> _Brief_: Return all lines from the listing below that include the word "received".

++++ Task data

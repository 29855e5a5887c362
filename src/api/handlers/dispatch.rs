//! Dispatch board and lead pipeline.

use axum::{Json, extract::State};
use jiff::civil::Date;
use serde::Deserialize;
use utoipa::IntoParams;
use utoipa_axum::router::OpenApiRouter;
use utoipa_axum::routes;
use validator::Validate;

use crate::api::doc::DISPATCH_TAG;
use crate::api::dto::ErrorResponse;
use crate::error::AppResult;
use crate::state::AppState;
use crate::utils::validate::ValidatedQuery;
use crate::views::{DispatchBoard, JobFilter, LeadPipeline, SelectionInput};

#[derive(Debug, Deserialize, Validate, IntoParams)]
#[into_params(parameter_in = Query)]
pub struct BoardQuery {
    /// Day to show, YYYY-MM-DD; today in the business time zone when omitted
    #[param(value_type = Option<String>, format = Date, example = "2025-01-15")]
    pub date: Option<Date>,
    #[serde(default)]
    #[param(inline)]
    pub filter: JobFilter,
    /// Job whose detail panel is open
    #[validate(range(min = 1, message = "Job id must be positive"))]
    pub selected: Option<i32>,
    /// Job just clicked; clicking the open job closes its panel
    #[validate(range(min = 1, message = "Job id must be positive"))]
    pub click: Option<i32>,
    /// Click outside every job; closes the panel
    #[serde(default)]
    pub dismiss: bool,
}

impl BoardQuery {
    fn selection(&self) -> SelectionInput<i32> {
        SelectionInput {
            selected: self.selected,
            click: self.click,
            dismiss: self.dismiss,
        }
    }
}

#[derive(Debug, Deserialize, Validate, IntoParams)]
#[into_params(parameter_in = Query)]
pub struct PipelineQuery {
    /// Lead whose detail panel is open
    #[validate(range(min = 1, message = "Lead id must be positive"))]
    pub selected: Option<i32>,
    /// Lead just clicked; clicking the open lead closes its panel
    #[validate(range(min = 1, message = "Lead id must be positive"))]
    pub click: Option<i32>,
    /// Click outside every lead; closes the panel
    #[serde(default)]
    pub dismiss: bool,
}

impl PipelineQuery {
    fn selection(&self) -> SelectionInput<i32> {
        SelectionInput {
            selected: self.selected,
            click: self.click,
            dismiss: self.dismiss,
        }
    }
}

/// # Routes
/// - `GET /dispatch/board` - One day's schedule grid and unassigned queue
/// - `GET /leads/pipeline` - Lead kanban with funnel stats
pub fn dispatch_routes() -> OpenApiRouter<AppState> {
    OpenApiRouter::new()
        .routes(routes!(board))
        .routes(routes!(pipeline))
}

#[utoipa::path(
    get,
    path = "/dispatch/board",
    tag = DISPATCH_TAG,
    params(BoardQuery),
    responses(
        (status = 200, description = "Dispatch board", body = DispatchBoard),
        (status = 400, description = "Unparseable date or filter", body = ErrorResponse),
        (status = 403, description = "Staff only", body = ErrorResponse)
    ),
    security(("bearerAuth" = []))
)]
async fn board(
    State(state): State<AppState>,
    ValidatedQuery(query): ValidatedQuery<BoardQuery>,
) -> AppResult<Json<DispatchBoard>> {
    let board = state
        .services
        .dispatch
        .board(query.date, query.filter, query.selection())
        .await?;
    Ok(Json(board))
}

#[utoipa::path(
    get,
    path = "/leads/pipeline",
    tag = DISPATCH_TAG,
    params(PipelineQuery),
    responses(
        (status = 200, description = "Lead pipeline", body = LeadPipeline),
        (status = 403, description = "Staff only", body = ErrorResponse)
    ),
    security(("bearerAuth" = []))
)]
async fn pipeline(
    State(state): State<AppState>,
    ValidatedQuery(query): ValidatedQuery<PipelineQuery>,
) -> AppResult<Json<LeadPipeline>> {
    let pipeline = state.services.pipeline.pipeline(query.selection()).await?;
    Ok(Json(pipeline))
}
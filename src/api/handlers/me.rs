//! Current user endpoint.

use axum::{Extension, Json, extract::State};
use utoipa_axum::router::OpenApiRouter;
use utoipa_axum::routes;

use crate::api::doc::AUTH_TAG;
use crate::api::dto::{ErrorResponse, UserSummary};
use crate::api::middleware::AuthUser;
use crate::error::AppResult;
use crate::state::AppState;

/// Requires the auth middleware; any role.
pub fn me_routes() -> OpenApiRouter<AppState> {
    OpenApiRouter::new().routes(routes!(get_me))
}

#[utoipa::path(
    get,
    path = "/me",
    tag = AUTH_TAG,
    responses(
        (status = 200, description = "Current user", body = UserSummary),
        (status = 401, description = "Missing or invalid token", body = ErrorResponse)
    ),
    security(("bearerAuth" = []))
)]
async fn get_me(
    State(state): State<AppState>,
    Extension(auth_user): Extension<AuthUser>,
) -> AppResult<Json<UserSummary>> {
    let user = state.services.auth.current_user(auth_user.user_id).await?;
    Ok(Json(user.into()))
}
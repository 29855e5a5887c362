//! Layered configuration loading
//!
//! Sources, lowest priority first:
//! 1. `default.toml` (required)
//! 2. `{environment}.toml`
//! 3. `local.toml`
//! 4. `HVACDESK_*` environment variables, `__` separating nested keys
//!
//! A single file (`HVACDESK_CONFIG_FILE` or `--config`) replaces steps 1-3.

use std::path::{Path, PathBuf};

use config::builder::DefaultState;
use config::{Config, ConfigBuilder, Environment, File, FileFormat};

use crate::config::environment::Environment as AppEnvironment;
use crate::config::error::ConfigError;
use crate::config::settings::Settings;

const CONFIG_DIR_ENV: &str = "HVACDESK_CONFIG_DIR";

const CONFIG_FILE_ENV: &str = "HVACDESK_CONFIG_FILE";

const DEFAULT_CONFIG_DIR: &str = "config";

const ENV_PREFIX: &str = "HVACDESK";

const ENV_SEPARATOR: &str = "__";

#[derive(Debug)]
pub struct ConfigLoader {
    config_dir: PathBuf,
    /// When set, layered loading is skipped
    config_file: Option<PathBuf>,
    environment: AppEnvironment,
}

impl ConfigLoader {
    /// Reads `HVACDESK_CONFIG_DIR`, `HVACDESK_CONFIG_FILE` and `HVACDESK_APP_ENV`.
    ///
    /// # Errors
    ///
    /// Fails when both the directory and the file variables are set.
    pub fn new() -> Result<Self, ConfigError> {
        let dir_from_env = std::env::var(CONFIG_DIR_ENV).ok();
        let config_file = std::env::var(CONFIG_FILE_ENV).ok().map(PathBuf::from);

        if config_file.is_some() && dir_from_env.is_some() {
            return Err(ConfigError::mutual_exclusivity(
                "HVACDESK_CONFIG_DIR and HVACDESK_CONFIG_FILE cannot both be set. \
                 Use HVACDESK_CONFIG_DIR for layered configuration or \
                 HVACDESK_CONFIG_FILE for a single configuration file.",
            ));
        }

        Ok(Self {
            config_dir: dir_from_env
                .map(PathBuf::from)
                .unwrap_or_else(|| PathBuf::from(DEFAULT_CONFIG_DIR)),
            config_file,
            environment: AppEnvironment::from_env(),
        })
    }

    /// Loads exactly this file (plus environment overrides).
    pub fn with_config_file(mut self, path: impl Into<PathBuf>) -> Self {
        self.config_file = Some(path.into());
        self
    }

    /// Picks the `{environment}.toml` layer explicitly.
    pub fn with_environment(mut self, environment: AppEnvironment) -> Self {
        self.environment = environment;
        self
    }

    pub fn environment(&self) -> AppEnvironment {
        self.environment
    }

    pub fn config_dir(&self) -> &Path {
        &self.config_dir
    }

    /// Builds, deserializes and validates the settings.
    pub fn load(&self) -> Result<Settings, ConfigError> {
        let settings: Settings = self.build_config()?.try_deserialize().map_err(|e| {
            ConfigError::ParseError(format!("Failed to deserialize configuration: {}", e))
        })?;

        settings.validate()?;
        Ok(settings)
    }

    fn build_config(&self) -> Result<Config, ConfigError> {
        let builder = Config::builder();

        let builder = match self.config_file {
            Some(ref file) => Self::add_file_source(builder, file, true)?,
            None => self.build_layered_config(builder)?,
        };

        Self::add_env_source(builder)
            .build()
            .map_err(ConfigError::from)
    }

    fn build_layered_config(
        &self,
        builder: ConfigBuilder<DefaultState>,
    ) -> Result<ConfigBuilder<DefaultState>, ConfigError> {
        let builder =
            Self::add_file_source(builder, &self.config_dir.join("default.toml"), true)?;

        let env_file = self
            .config_dir
            .join(format!("{}.toml", self.environment.as_str()));
        let builder = Self::add_file_source(builder, &env_file, false)?;

        Self::add_file_source(builder, &self.config_dir.join("local.toml"), false)
    }

    fn add_file_source(
        builder: ConfigBuilder<DefaultState>,
        path: &Path,
        required: bool,
    ) -> Result<ConfigBuilder<DefaultState>, ConfigError> {
        if required && !path.exists() {
            return Err(ConfigError::file_not_found(format!(
                "Required configuration file not found: {}",
                path.display()
            )));
        }

        Ok(builder.add_source(
            File::new(path.to_str().unwrap_or_default(), FileFormat::Toml).required(required),
        ))
    }

    /// `HVACDESK_SERVER__PORT` -> `server.port`
    fn add_env_source(builder: ConfigBuilder<DefaultState>) -> ConfigBuilder<DefaultState> {
        builder.add_source(
            Environment::with_prefix(ENV_PREFIX)
                .prefix_separator("_")
                .separator(ENV_SEPARATOR)
                .ignore_empty(true)
                .try_parsing(true),
        )
    }
}
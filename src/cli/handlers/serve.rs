//! `hvacdesk serve`

use crate::config::Settings;
use crate::error::AppResult;
use crate::server::Server;

pub struct ServeCommandHandler {
    config: Settings,
}

impl ServeCommandHandler {
    pub fn new(config: Settings) -> Self {
        Self { config }
    }

    /// Runs the server until a shutdown signal, or only validates when
    /// `dry_run` is set.
    pub async fn execute(self, dry_run: bool) -> AppResult<()> {
        if dry_run {
            return self.validate_only();
        }
        Server::new(self.config).run().await?;
        Ok(())
    }

    fn validate_only(&self) -> AppResult<()> {
        self.config.validate()?;

        println!("✓ Configuration is valid");
        println!("✓ Server would bind to: {}", self.config.server.address());
        println!(
            "✓ Business time zone: {}",
            self.config.application.time_zone().iana_name().unwrap_or("UTC")
        );
        println!(
            "✓ Dispatch grid: {:02}:00 to {:02}:00",
            self.config.dispatch.grid_start_hour, self.config.dispatch.grid_end_hour
        );
        println!("Dry run completed successfully");
        Ok(())
    }

    pub fn config(&self) -> &Settings {
        &self.config
    }
}

#[cfg(test)]
mod tests {
    use super::*;

    fn valid_config() -> Settings {
        let mut config = Settings::default();
        config.database.url = "postgres://localhost/hvacdesk_test".to_string();
        config.jwt.secret = "0123456789abcdef0123456789abcdef".to_string();
        config
    }

    #[test]
    fn test_serve_handler_new() {
        let config = valid_config();
        assert_eq!(ServeCommandHandler::new(config.clone()).config(), &config);
    }

    #[tokio::test]
    async fn test_dry_run_valid_config() {
        assert!(ServeCommandHandler::new(valid_config()).execute(true).await.is_ok());
    }

    #[tokio::test]
    async fn test_dry_run_invalid_config() {
        let mut config = valid_config();
        config.server.port = 0;
        assert!(ServeCommandHandler::new(config).execute(true).await.is_err());
    }
}
//! Public contact and emergency forms. Submissions are filed as website leads.

use axum::{Json, extract::State, http::StatusCode};
use utoipa_axum::router::OpenApiRouter;
use utoipa_axum::routes;

use crate::api::doc::INQUIRY_TAG;
use crate::api::dto::{ContactRequest, EmergencyRequest, ErrorResponse, InquiryResponse};
use crate::error::AppResult;
use crate::state::AppState;
use crate::utils::validate::ValidatedJson;

pub fn inquiry_routes() -> OpenApiRouter<AppState> {
    OpenApiRouter::new()
        .routes(routes!(contact))
        .routes(routes!(emergency))
}

#[utoipa::path(
    post,
    path = "/contact",
    tag = INQUIRY_TAG,
    request_body = ContactRequest,
    responses(
        (status = 201, description = "Inquiry received", body = InquiryResponse),
        (status = 400, description = "Malformed body", body = ErrorResponse),
        (status = 422, description = "Field validation failed", body = ErrorResponse)
    )
)]
async fn contact(
    State(state): State<AppState>,
    ValidatedJson(payload): ValidatedJson<ContactRequest>,
) -> AppResult<(StatusCode, Json<InquiryResponse>)> {
    let lead = state.services.inquiries.submit_contact(payload.into()).await?;
    Ok((
        StatusCode::CREATED,
        Json(InquiryResponse {
            id: lead.id,
            message: "Thanks! We'll be in touch within one business day.".to_string(),
        }),
    ))
}

#[utoipa::path(
    post,
    path = "/emergency",
    tag = INQUIRY_TAG,
    request_body = EmergencyRequest,
    responses(
        (status = 201, description = "Emergency request received", body = InquiryResponse),
        (status = 400, description = "Malformed body", body = ErrorResponse),
        (status = 422, description = "Field validation failed", body = ErrorResponse)
    )
)]
async fn emergency(
    State(state): State<AppState>,
    ValidatedJson(payload): ValidatedJson<EmergencyRequest>,
) -> AppResult<(StatusCode, Json<InquiryResponse>)> {
    let lead = state.services.inquiries.submit_emergency(payload.into()).await?;
    Ok((
        StatusCode::CREATED,
        Json(InquiryResponse {
            id: lead.id,
            message: "Emergency request received. A technician will call you shortly.".to_string(),
        }),
    ))
}
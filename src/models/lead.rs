use bigdecimal::BigDecimal;
use diesel::prelude::*;
use jiff_diesel::{Date, Timestamp};

use super::{LeadSource, LeadStatus};

/// Prospective customer inquiry moving through the sales funnel.
#[derive(Debug, Queryable, Selectable, Identifiable, Clone)]
#[diesel(table_name = crate::schema::leads)]
#[diesel(check_for_backend(diesel::pg::Pg))]
pub struct Lead {
    pub id: i32,
    pub name: String,
    pub phone: String,
    pub email: Option<String>,
    pub address: Option<String>,
    pub source: LeadSource,
    pub status: LeadStatus,
    pub service_needed: String,
    pub description: Option<String>,
    pub notes: Option<String>,
    pub urgency: Option<i32>,
    pub estimated_value: Option<BigDecimal>,
    pub follow_up_date: Option<Date>,
    pub created_at: Timestamp,
}

#[derive(Debug, Insertable, Clone)]
#[diesel(table_name = crate::schema::leads)]
pub struct NewLead {
    pub name: String,
    pub phone: String,
    pub email: Option<String>,
    pub address: Option<String>,
    pub source: LeadSource,
    pub status: LeadStatus,
    pub service_needed: String,
    pub description: Option<String>,
    pub notes: Option<String>,
    pub urgency: Option<i32>,
    pub estimated_value: Option<BigDecimal>,
    pub follow_up_date: Option<Date>,
}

++++++++

> _Exercise solution_:
        (status = 201, description = "Inquiry received", body = InquiryResponse),
        (status = 201, description = "Emergency request received", body = InquiryResponse),
            message: "Emergency request received. A technician will call you shortly.".to_string(),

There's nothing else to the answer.